The Sympulse wearable is worn on the arm and captures the tremors of the wearer. It then transmit them in real time to a second device, worn on the forearm of someone else, who can experience the tremors as if they were their own.

Read this: How wearable tech is bringing normality to the lives of diabetics

The idea was to design something that could foster more empathy for caregivers, so that they might come closer to understanding what it's like to live with involuntary muscle activity. The wearable digitizes the muscle spasm and mirrors it in the second device, using electrical stimulation to make their muscles contract in the same way as the patient.
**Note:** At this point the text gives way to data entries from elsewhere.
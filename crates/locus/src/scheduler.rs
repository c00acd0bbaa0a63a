//! Fixed-rate scheduling of collection cycles.
//!
//! The n-th firing is due at `origin + n * period`, independent of how long
//! earlier cycles took. At most one cycle runs at a time: a firing that finds
//! the previous cycle still running is skipped, not queued.

use std::any::Any;
use std::future::Future;
use std::sync::Arc;
use std::sync::atomic::{AtomicBool, AtomicU64, Ordering};
use std::time::Duration;

use async_trait::async_trait;
use thiserror::Error;
use tokio::task::JoinHandle;
use tokio::time::{Instant, sleep_until};
use tracing::{debug, error, info, warn};

/// Default period between cycles (6 hours).
pub const DEFAULT_PERIOD: Duration = Duration::from_secs(6 * 60 * 60);

/// A failure escaping a job run, as opposed to per-location failures the job
/// absorbs itself.
#[derive(Debug, Clone, PartialEq, Eq, Error)]
pub enum SchedulerFault {
    /// The job returned an error.
    #[error("job failed: {0}")]
    Job(String),

    /// The job panicked.
    #[error("job panicked: {0}")]
    Panicked(String),
}

/// Work the [`Scheduler`] fires once per period.
#[async_trait]
pub trait ScheduledJob: Send + Sync + 'static {
    /// Name used in log output.
    fn name(&self) -> &str;

    /// Run the job once.
    async fn run(&self) -> Result<(), SchedulerFault>;
}

/// Counters returned when the scheduler stops.
#[derive(Debug, Clone, Copy, Default, PartialEq, Eq)]
pub struct SchedulerStats {
    /// Firings that started a cycle.
    pub fired: u64,
    /// Firings dropped because a cycle was still running.
    pub skipped: u64,
    /// Cycles that ended in a [`SchedulerFault`].
    pub faults: u64,
}

/// Fixed-rate, non-overlapping scheduler for a single job.
pub struct Scheduler {
    job: Arc<dyn ScheduledJob>,
    period: Duration,
}

impl std::fmt::Debug for Scheduler {
    fn fmt(&self, f: &mut std::fmt::Formatter<'_>) -> std::fmt::Result {
        f.debug_struct("Scheduler")
            .field("job", &self.job.name())
            .field("period", &self.period)
            .finish()
    }
}

/// Clears the running flag when a cycle ends, however it ends.
struct RunningGuard(Arc<AtomicBool>);

impl Drop for RunningGuard {
    fn drop(&mut self) {
        self.0.store(false, Ordering::Release);
    }
}

impl Scheduler {
    /// Create a scheduler firing `job` every `period`. A zero period is
    /// raised to one millisecond.
    #[must_use]
    pub fn new(job: impl ScheduledJob, period: Duration) -> Self {
        Self::from_arc(Arc::new(job), period)
    }

    /// Create a scheduler for a shared job.
    #[must_use]
    pub fn from_arc(job: Arc<dyn ScheduledJob>, period: Duration) -> Self {
        Self {
            job,
            period: period.max(Duration::from_millis(1)),
        }
    }

    /// The firing period.
    #[must_use]
    pub const fn period(&self) -> Duration {
        self.period
    }

    /// Fire the job immediately and then every period until `shutdown`
    /// resolves, or until the next firing would lie beyond the clock's range.
    /// An in-flight cycle is awaited before returning.
    pub async fn run_until<F>(&self, shutdown: F) -> SchedulerStats
    where
        F: Future<Output = ()>,
    {
        tokio::pin!(shutdown);

        let running = Arc::new(AtomicBool::new(false));
        let faults = Arc::new(AtomicU64::new(0));
        let mut stats = SchedulerStats::default();
        let mut in_flight: Option<JoinHandle<()>> = None;
        // Deadlines advance by exact period steps from the first one, so the
        // n-th firing stays at `origin + n * period`.
        let mut next_fire = Some(Instant::now());
        let mut firing: u64 = 0;

        info!(job = self.job.name(), period = ?self.period, "Scheduler started");

        loop {
            let Some(deadline) = next_fire else {
                warn!(job = self.job.name(), "Next firing is beyond the clock's range");
                break;
            };

            tokio::select! {
                biased;
                () = &mut shutdown => {
                    info!(job = self.job.name(), "Shutdown requested");
                    break;
                }
                () = sleep_until(deadline) => {}
            }
            next_fire = deadline.checked_add(self.period);
            firing += 1;

            if running.swap(true, Ordering::AcqRel) {
                stats.skipped += 1;
                warn!(
                    job = self.job.name(),
                    firing,
                    "Previous cycle still running, skipping this firing"
                );
                continue;
            }

            stats.fired += 1;
            debug!(job = self.job.name(), firing, "Firing");
            let guard = RunningGuard(Arc::clone(&running));
            let job = Arc::clone(&self.job);
            let faults = Arc::clone(&faults);
            in_flight = Some(tokio::spawn(async move {
                let _guard = guard;
                supervise(job, &faults).await;
            }));
        }

        if let Some(handle) = in_flight.take() {
            if !handle.is_finished() {
                info!(job = self.job.name(), "Waiting for in-flight cycle");
            }
            if let Err(e) = handle.await {
                error!(job = self.job.name(), error = %e, "Cycle supervisor failed");
            }
        }

        stats.faults = faults.load(Ordering::Acquire);
        info!(
            job = self.job.name(),
            fired = stats.fired,
            skipped = stats.skipped,
            faults = stats.faults,
            "Scheduler stopped"
        );
        stats
    }
}

/// Run the job in its own task so a panic surfaces as a fault.
async fn supervise(job: Arc<dyn ScheduledJob>, faults: &AtomicU64) {
    let name = job.name().to_string();
    let started = Instant::now();

    let fault = match tokio::spawn(async move { job.run().await }).await {
        Ok(Ok(())) => None,
        Ok(Err(fault)) => Some(fault),
        Err(e) if e.is_panic() => Some(SchedulerFault::Panicked(panic_message(e.into_panic()))),
        Err(e) => Some(SchedulerFault::Job(e.to_string())),
    };

    let elapsed_ms = started.elapsed().as_millis() as u64;
    match fault {
        None => debug!(job = %name, elapsed_ms, "Cycle finished"),
        Some(fault) => {
            faults.fetch_add(1, Ordering::AcqRel);
            error!(job = %name, elapsed_ms, error = %fault, "Cycle fault");
        }
    }
}

fn panic_message(payload: Box<dyn Any + Send>) -> String {
    payload
        .downcast_ref::<&str>()
        .map(|s| (*s).to_string())
        .or_else(|| payload.downcast_ref::<String>().cloned())
        .unwrap_or_else(|| "unknown panic".to_string())
}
The video below shows early onset Parkinson's patient Jim Smerdon using the device to transmit tremors to his wife and brother, giving them an insight into how he tackles everyday tasks from having a drink to simply reading a newspaper.

For the team, it's opened up the possibility of using similar technology for other diseases. It also raises potential implications for future telemedicine, where a patient could one day transmit their symptoms in real time to someone across the world. "We envision patients being able to transmit their tremors to physicians anywhere in the world to get more accurate diagnoses and better treatment," said Klick Labs VP Yan Fossat.

Klick is also looking at how VR can be used as an effective empathy tool. "We can leverage VR to bypass proprioception and simulate a particular gait of a patient with diabetic neuropathy or multiple sclerosis and virtually put other people in that patient's shoes," Fossat added.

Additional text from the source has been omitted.